Shani Dhanda is bringing new meaning to diversability
Shani Dhanda is turning D&I on it’s head. As the founder of Asian Woman Festival, the Asian Disability Network and the Diversability Card, she has taken change into her own hands to shape the society she wants to see.
This week we wanted to celebrate someone extra special. Shani Dhanda is not only a business and cultural change agent, but also she is a social entrepreneur and disability rights advocate.
Shani has taken change into her own hands and founded numerous organisations to improve representation and challenge social inequality globally. Aside from modelling for our Despora collection, you may have seen Shani’s face dotted around the London Underground on various LinkedIn posters.
She has raised over £400,000 organising fundraising events with local charities and support groups. As well as setting up the Asian Woman Festival, which debuted last year with more than 1,000 visitors and was the first of its kind, smashing stereotypes of the British diaspora women. On top of this, she has founded the Asian Disability Network and Diversability Card, the UK's official discount card for people with disabilities.
Shani is an incredible role model, and catalyst for change. On International Day of People with Disabilities, she defines what it means to be truly Unmistakable.
What's your name and what do you do?
Shani Dhanda is a business and culture change agent, social entrepreneur and disability rights advocate.
How does your identity affect your work and your life in general?
I’m really passionate about representation and creating everyday equality. After continually feeling underrepresented in society, I was motivated to challenge perceptions and change attitudes by becoming the change that I wanted to see.
Due to the lack of representation of both disabled and South Asian communities in society today, it motivates me to work harder for recognition and inclusion so we don’t have to continually fight to get a seat at the table.
Who have been your role models and why?
My mom is my ultimate role model, she is strong, beautiful, mega-talented, courageous, and wise.

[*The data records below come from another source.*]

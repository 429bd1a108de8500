//! Trial decryption over candidate sender keys.

use std::sync::Arc;

use super::decryptor::Decryptor;
use super::error::{DecryptionError, Result};
use super::types::{InboundMessage, Resolution, ResolutionPath};
use crate::contacts::ContactStorage;
use crate::nostr::{normalize_pubkey, short_pubkey};

/// Finds the sender key of an inbound message by trying candidates.
///
/// Order: the fast path (message hint, address hint, then the claimed
/// pubkey, each tried once), then every other contact sharing the sender
/// address, most recently updated first. The winner is remembered for
/// both the message and the address.
pub struct DecryptionResolver {
    storage: Arc<ContactStorage>,
    decryptor: Arc<dyn Decryptor>,
}

impl DecryptionResolver {
    /// Creates a resolver.
    #[must_use]
    pub fn new(storage: Arc<ContactStorage>, decryptor: Arc<dyn Decryptor>) -> Self {
        Self { storage, decryptor }
    }

    /// Decrypts `message`, resolving its sender key.
    ///
    /// # Errors
    ///
    /// - [`DecryptionError::InvalidMessage`] for an empty payload
    /// - [`DecryptionError::NoCandidates`] if there was no hint and no
    ///   contact shares the address, so no key was tried at all
    /// - [`DecryptionError::Exhausted`] if every key tried failed
    /// - [`DecryptionError::Store`] if hints or candidates cannot be read
    pub fn resolve(&self, message: &InboundMessage) -> Result<Resolution> {
        if message.ciphertext.trim().is_empty() {
            return Err(DecryptionError::InvalidMessage("empty ciphertext".to_string()));
        }

        let address = message.normalized_address();
        let mut tried: Vec<String> = Vec::new();

        for (pubkey, path) in self.fast_path(message, &address)? {
            match self.decryptor.decrypt(&pubkey, &message.ciphertext) {
                Ok(plaintext) => {
                    let attempts = tried.len() + 1;
                    return Ok(self.succeed(message, &address, plaintext, pubkey, attempts, path));
                }
                Err(e) => {
                    tracing::debug!(
                        "{path:?} {} failed for {}: {e}",
                        short_pubkey(&pubkey),
                        message.message_id
                    );
                    tried.push(pubkey);
                }
            }
        }

        let found = if address.is_empty() {
            Vec::new()
        } else {
            self.storage.find_pubkeys_by_address(&address)?
        };

        if found.is_empty() && tried.is_empty() {
            return Err(DecryptionError::NoCandidates { address });
        }

        for pubkey in found {
            if tried.contains(&pubkey) {
                continue;
            }
            if let Ok(plaintext) = self.decryptor.decrypt(&pubkey, &message.ciphertext) {
                let attempts = tried.len() + 1;
                return Ok(self.succeed(
                    message,
                    &address,
                    plaintext,
                    pubkey,
                    attempts,
                    ResolutionPath::Candidate,
                ));
            }
            tried.push(pubkey);
        }

        let attempts = tried.len();
        tracing::info!(
            "No key decrypted {} from {address} after {attempts} attempts",
            message.message_id
        );
        Err(DecryptionError::Exhausted { attempts })
    }

    /// Stored and announced keys to try before the address lookup,
    /// without repeats.
    fn fast_path(
        &self,
        message: &InboundMessage,
        address: &str,
    ) -> Result<Vec<(String, ResolutionPath)>> {
        let mut keys: Vec<(String, ResolutionPath)> = Vec::with_capacity(3);
        let mut push = |pubkey: String, path: ResolutionPath| {
            if !keys.iter().any(|(pk, _)| *pk == pubkey) {
                keys.push((pubkey, path));
            }
        };

        if let Some(pubkey) = self.storage.get_message_hint(&message.message_id)? {
            push(pubkey, ResolutionPath::MessageHint);
        }

        if !address.is_empty() {
            if let Some(pubkey) = self.storage.get_address_hint(address)? {
                push(pubkey, ResolutionPath::AddressHint);
            }
        }

        if let Some(claimed) = message.claimed_pubkey.as_deref() {
            match normalize_pubkey(claimed) {
                Ok(pubkey) => push(pubkey, ResolutionPath::ClaimedPubkey),
                Err(e) => {
                    tracing::debug!("Ignoring claimed pubkey on {}: {e}", message.message_id);
                }
            }
        }

        Ok(keys)
    }

    fn succeed(
        &self,
        message: &InboundMessage,
        address: &str,
        plaintext: String,
        pubkey: String,
        attempts: usize,
        path: ResolutionPath,
    ) -> Resolution {
        let now = chrono::Utc::now().timestamp();
        if let Err(e) = self
            .storage
            .save_sender_hint(&message.message_id, address, &pubkey, now)
        {
            tracing::warn!("Decrypted {} but could not save hint: {e}", message.message_id);
        }

        tracing::debug!(
            "Decrypted {} with {} via {path:?} in {attempts} attempts",
            message.message_id,
            short_pubkey(&pubkey)
        );

        Resolution {
            plaintext,
            pubkey,
            attempts,
            path,
        }
    }
}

I grew up watching her handle every obstacle life put in her way, and she taught me how to do the same. I could never be weak; I learnt from the best.

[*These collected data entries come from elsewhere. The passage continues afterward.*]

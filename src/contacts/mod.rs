//! Local contact store.
//!
//! This module provides the address book and its per-owner visibility:
//!
//! - [`Contact`]: an identity with display data and an extension map
//! - [`UserContactRelationship`]: whether an owner follows it publicly
//! - [`ContactStorage`]: the `SQLite` store, also holding avatars and
//!   decryption hints
//! - [`ContactManager`]: the API the application talks to
//!
//! # Architecture
//!
//! ```text
//! ContactManager
//!     ├── ReconciliationEngine ── FollowListSource
//!     │       └── ProfileEnricher ── ProfileSource
//!     ├── PrivacyPublisher ── FollowListPublisher
//!     ├── DecryptionResolver ── Decryptor
//!     └── ImageCache ── ImageFetcher
//!             │
//!             ▼
//!       ContactStorage (SQLite)
//! ```

mod error;
mod manager;
mod storage;
mod types;

pub use error::{ContactsError, Result};
pub use manager::{ContactManager, ContactServices};
pub use storage::{ContactStorage, EXISTENCE_QUERY_CHUNK};
pub use types::{Contact, ContactEntry, UserContactRelationship};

Do you think other people see you differently to how you see yourself?
I do feel other people see me different to how I see myself, based on if they know me or not. I have a short stature of 3'10 which is pretty much the first thing people notice and judge me on.
Do you see yourself in advertising and marketing?

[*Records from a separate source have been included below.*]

//! Avatar download.

use async_trait::async_trait;
use reqwest::header::CONTENT_TYPE;
use reqwest::Client;

use super::error::{ImageCacheError, Result};
use crate::config::ImageCacheConfig;

/// User agent sent with avatar requests.
pub const USER_AGENT: &str = concat!("nostrmail-core/", env!("CARGO_PKG_VERSION"));

/// A downloaded image.
#[derive(Debug, Clone, PartialEq, Eq)]
pub struct FetchedImage {
    /// Raw bytes.
    pub payload: Vec<u8>,
    /// `Content-Type` reported by the server.
    pub content_type: Option<String>,
}

/// Downloads avatar images.
#[async_trait]
pub trait ImageFetcher: Send + Sync {
    /// Fetches `url`. Any failure yields `None`; callers never retry.
    async fn fetch_image(&self, url: &str) -> Option<FetchedImage>;
}

/// [`ImageFetcher`] over HTTP(S).
pub struct HttpImageFetcher {
    client: Client,
    max_bytes: usize,
}

impl HttpImageFetcher {
    /// Creates a fetcher with the configured timeout and size limit.
    ///
    /// # Errors
    ///
    /// Returns an error if the HTTP client cannot be built.
    pub fn new(config: &ImageCacheConfig) -> Result<Self> {
        let client = Client::builder()
            .timeout(config.request_timeout())
            .user_agent(USER_AGENT)
            .build()
            .map_err(|e| ImageCacheError::Http(e.to_string()))?;

        Ok(Self {
            client,
            max_bytes: config.max_image_bytes,
        })
    }
}

#[async_trait]
impl ImageFetcher for HttpImageFetcher {
    async fn fetch_image(&self, url: &str) -> Option<FetchedImage> {
        let response = match self.client.get(url).send().await {
            Ok(r) => r,
            Err(e) => {
                if e.is_timeout() {
                    tracing::debug!("FETCH {url}: Failed: timed out");
                } else {
                    tracing::debug!("FETCH {url}: Failed: {e}");
                }
                return None;
            }
        };

        let status = response.status();
        if !status.is_success() {
            tracing::debug!("FETCH {url}: Failed: {status}");
            return None;
        }

        if response
            .content_length()
            .is_some_and(|len| len > self.max_bytes as u64)
        {
            tracing::debug!("FETCH {url}: Failed: larger than {} bytes", self.max_bytes);
            return None;
        }

        let content_type = response
            .headers()
            .get(CONTENT_TYPE)
            .and_then(|v| v.to_str().ok())
            .map(|v| v.split(';').next().unwrap_or(v).trim().to_ascii_lowercase());

        let bytes = match response.bytes().await {
            Ok(b) => b,
            Err(e) => {
                tracing::debug!("FETCH {url}: Failed: body error: {e}");
                return None;
            }
        };

        if bytes.is_empty() || bytes.len() > self.max_bytes {
            tracing::debug!("FETCH {url}: Failed: unusable size {}", bytes.len());
            return None;
        }

        tracing::debug!("FETCH {url}: Succeeded ({} bytes)", bytes.len());
        Some(FetchedImage {
            payload: bytes.to_vec(),
            content_type,
        })
    }
}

I haven't seen myself in marketing or advertising over the last 30 years until I created opportunities and got involved in with projects and campaigns. I really believe that you can't be what you can't see, and I don't want another generation of kids growing up not having people they can relate to.
Are you tired of hearing about diversity and inclusion?
Yes! We should be talking about intersectionality and representation as a standard, we should be way past talking about diversity and inclusion. Diversity is about making the already powerful person in the room feel better about themselves. Representation is about allowing people to see themselves in the stories allegedly being made for them. We all want to be seen, heard and valued.
What one thing would you say to your younger self?
It may not be easy to stand up and speak out for what’s important to you, but you will be amazed at how empowering, and important, as it can be.